*** Opening of Records ***
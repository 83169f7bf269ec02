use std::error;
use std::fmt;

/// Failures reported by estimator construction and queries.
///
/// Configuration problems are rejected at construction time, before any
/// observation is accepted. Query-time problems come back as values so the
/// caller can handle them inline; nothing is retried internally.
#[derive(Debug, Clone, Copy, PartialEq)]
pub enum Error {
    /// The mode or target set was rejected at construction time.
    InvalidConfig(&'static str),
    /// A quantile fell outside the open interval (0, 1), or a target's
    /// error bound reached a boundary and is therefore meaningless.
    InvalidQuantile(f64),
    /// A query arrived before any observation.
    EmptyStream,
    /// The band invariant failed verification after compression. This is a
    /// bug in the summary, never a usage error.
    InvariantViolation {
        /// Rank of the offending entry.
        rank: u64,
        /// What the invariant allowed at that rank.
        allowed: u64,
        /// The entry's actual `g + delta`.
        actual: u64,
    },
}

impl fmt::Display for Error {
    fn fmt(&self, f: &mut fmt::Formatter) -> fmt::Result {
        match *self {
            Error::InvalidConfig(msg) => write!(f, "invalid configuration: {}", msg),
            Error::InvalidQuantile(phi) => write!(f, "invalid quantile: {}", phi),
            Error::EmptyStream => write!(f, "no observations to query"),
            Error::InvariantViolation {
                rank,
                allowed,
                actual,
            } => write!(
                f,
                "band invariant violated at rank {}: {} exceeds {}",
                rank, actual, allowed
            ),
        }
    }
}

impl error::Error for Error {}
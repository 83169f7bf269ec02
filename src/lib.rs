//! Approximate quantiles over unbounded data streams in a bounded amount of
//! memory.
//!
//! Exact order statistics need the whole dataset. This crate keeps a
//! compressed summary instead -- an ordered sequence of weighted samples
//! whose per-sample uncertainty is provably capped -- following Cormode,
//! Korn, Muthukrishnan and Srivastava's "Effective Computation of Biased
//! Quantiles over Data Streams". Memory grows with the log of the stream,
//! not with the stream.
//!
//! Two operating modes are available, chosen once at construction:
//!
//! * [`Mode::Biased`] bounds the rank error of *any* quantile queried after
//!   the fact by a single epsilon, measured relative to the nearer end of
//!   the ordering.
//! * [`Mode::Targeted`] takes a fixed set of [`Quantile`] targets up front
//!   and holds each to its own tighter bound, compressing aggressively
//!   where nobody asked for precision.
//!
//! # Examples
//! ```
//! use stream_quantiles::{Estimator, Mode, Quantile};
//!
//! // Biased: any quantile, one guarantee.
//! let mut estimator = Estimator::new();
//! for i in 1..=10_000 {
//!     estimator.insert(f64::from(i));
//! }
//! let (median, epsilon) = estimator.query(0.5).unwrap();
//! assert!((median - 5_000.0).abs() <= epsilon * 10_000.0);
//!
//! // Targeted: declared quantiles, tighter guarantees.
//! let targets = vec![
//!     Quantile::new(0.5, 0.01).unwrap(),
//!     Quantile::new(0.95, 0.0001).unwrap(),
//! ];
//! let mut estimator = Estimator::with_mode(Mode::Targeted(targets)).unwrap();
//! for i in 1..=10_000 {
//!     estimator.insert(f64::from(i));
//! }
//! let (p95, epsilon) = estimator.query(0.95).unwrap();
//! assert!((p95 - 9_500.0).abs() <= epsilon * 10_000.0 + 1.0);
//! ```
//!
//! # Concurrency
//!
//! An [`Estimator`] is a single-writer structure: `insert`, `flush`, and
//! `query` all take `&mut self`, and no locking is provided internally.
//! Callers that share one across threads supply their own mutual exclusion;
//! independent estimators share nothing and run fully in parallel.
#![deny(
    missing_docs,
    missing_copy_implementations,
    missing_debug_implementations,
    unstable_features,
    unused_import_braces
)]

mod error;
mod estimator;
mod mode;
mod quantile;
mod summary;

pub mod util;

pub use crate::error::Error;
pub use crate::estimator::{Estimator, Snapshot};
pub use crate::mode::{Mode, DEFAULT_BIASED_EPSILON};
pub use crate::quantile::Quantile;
*** Close of Records ***
• What to do:
The expected response reproduces all of the data precisely.

• Completed exercise:
repository 83169f7bf269ec02
use std::error;
use std::fmt;

/// Failures reported by estimator construction and queries.
///
/// Configuration problems are rejected at construction time, before any
/// observation is accepted. Query-time problems come back as values so the
/// caller can handle them inline; nothing is retried internally.
#[derive(Debug, Clone, Copy, PartialEq)]
pub enum Error {
    /// The mode or target set was rejected at construction time.
    InvalidConfig(&'static str),
    /// A quantile fell outside the open interval (0, 1), or a target's
    /// error bound reached a boundary and is therefore meaningless.
    InvalidQuantile(f64),
    /// A query arrived before any observation.
    EmptyStream,
    /// The band invariant failed verification after compression. This is a
    /// bug in the summary, never a usage error.
    InvariantViolation {
        /// Rank of the offending entry.
        rank: u64,
        /// What the invariant allowed at that rank.
        allowed: u64,
        /// The entry's actual `g + delta`.
        actual: u64,
    },
}

impl fmt::Display for Error {
    fn fmt(&self, f: &mut fmt::Formatter) -> fmt::Result {
        match *self {
            Error::InvalidConfig(msg) => write!(f, "invalid configuration: {}", msg),
            Error::InvalidQuantile(phi) => write!(f, "invalid quantile: {}", phi),
            Error::EmptyStream => write!(f, "no observations to query"),
            Error::InvariantViolation {
                rank,
                allowed,
                actual,
            } => write!(
                f,
                "band invariant violated at rank {}: {} exceeds {}",
                rank, actual, allowed
            ),
        }
    }
}

impl error::Error for Error {}
repository 83169f7bf269ec02
filename src/lib.rs
//! Approximate quantiles over unbounded data streams in a bounded amount of
//! memory.
//!
//! Exact order statistics need the whole dataset. This crate keeps a
//! compressed summary instead -- an ordered sequence of weighted samples
//! whose per-sample uncertainty is provably capped -- following Cormode,
//! Korn, Muthukrishnan and Srivastava's "Effective Computation of Biased
//! Quantiles over Data Streams". Memory grows with the log of the stream,
//! not with the stream.
//!
//! Two operating modes are available, chosen once at construction:
//!
//! * [`Mode::Biased`] bounds the rank error of *any* quantile queried after
//!   the fact by a single epsilon, measured relative to the nearer end of
//!   the ordering.
//! * [`Mode::Targeted`] takes a fixed set of [`Quantile`] targets up front
//!   and holds each to its own tighter bound, compressing aggressively
//!   where nobody asked for precision.
//!
//! # Examples
//! ```
//! use stream_quantiles::{Estimator, Mode, Quantile};
//!
//! // Biased: any quantile, one guarantee.
//! let mut estimator = Estimator::new();
//! for i in 1..=10_000 {
//!     estimator.insert(f64::from(i));
//! }
//! let (median, epsilon) = estimator.query(0.5).unwrap();
//! assert!((median - 5_000.0).abs() <= epsilon * 10_000.0);
//!
//! // Targeted: declared quantiles, tighter guarantees.
//! let targets = vec![
//!     Quantile::new(0.5, 0.01).unwrap(),
//!     Quantile::new(0.95, 0.0001).unwrap(),
//! ];
//! let mut estimator = Estimator::with_mode(Mode::Targeted(targets)).unwrap();
//! for i in 1..=10_000 {
//!     estimator.insert(f64::from(i));
//! }
//! let (p95, epsilon) = estimator.query(0.95).unwrap();
//! assert!((p95 - 9_500.0).abs() <= epsilon * 10_000.0 + 1.0);
//! ```
//!
//! # Concurrency
//!
//! An [`Estimator`] is a single-writer structure: `insert`, `flush`, and
//! `query` all take `&mut self`, and no locking is provided internally.
//! Callers that share one across threads supply their own mutual exclusion;
//! independent estimators share nothing and run fully in parallel.
#![deny(
    missing_docs,
    missing_copy_implementations,
    missing_debug_implementations,
    unstable_features,
    unused_import_braces
)]

mod error;
mod estimator;
mod mode;
mod quantile;
mod summary;

pub mod util;

pub use crate::error::Error;
pub use crate::estimator::{Estimator, Snapshot};
pub use crate::mode::{Mode, DEFAULT_BIASED_EPSILON};
pub use crate::quantile::Quantile;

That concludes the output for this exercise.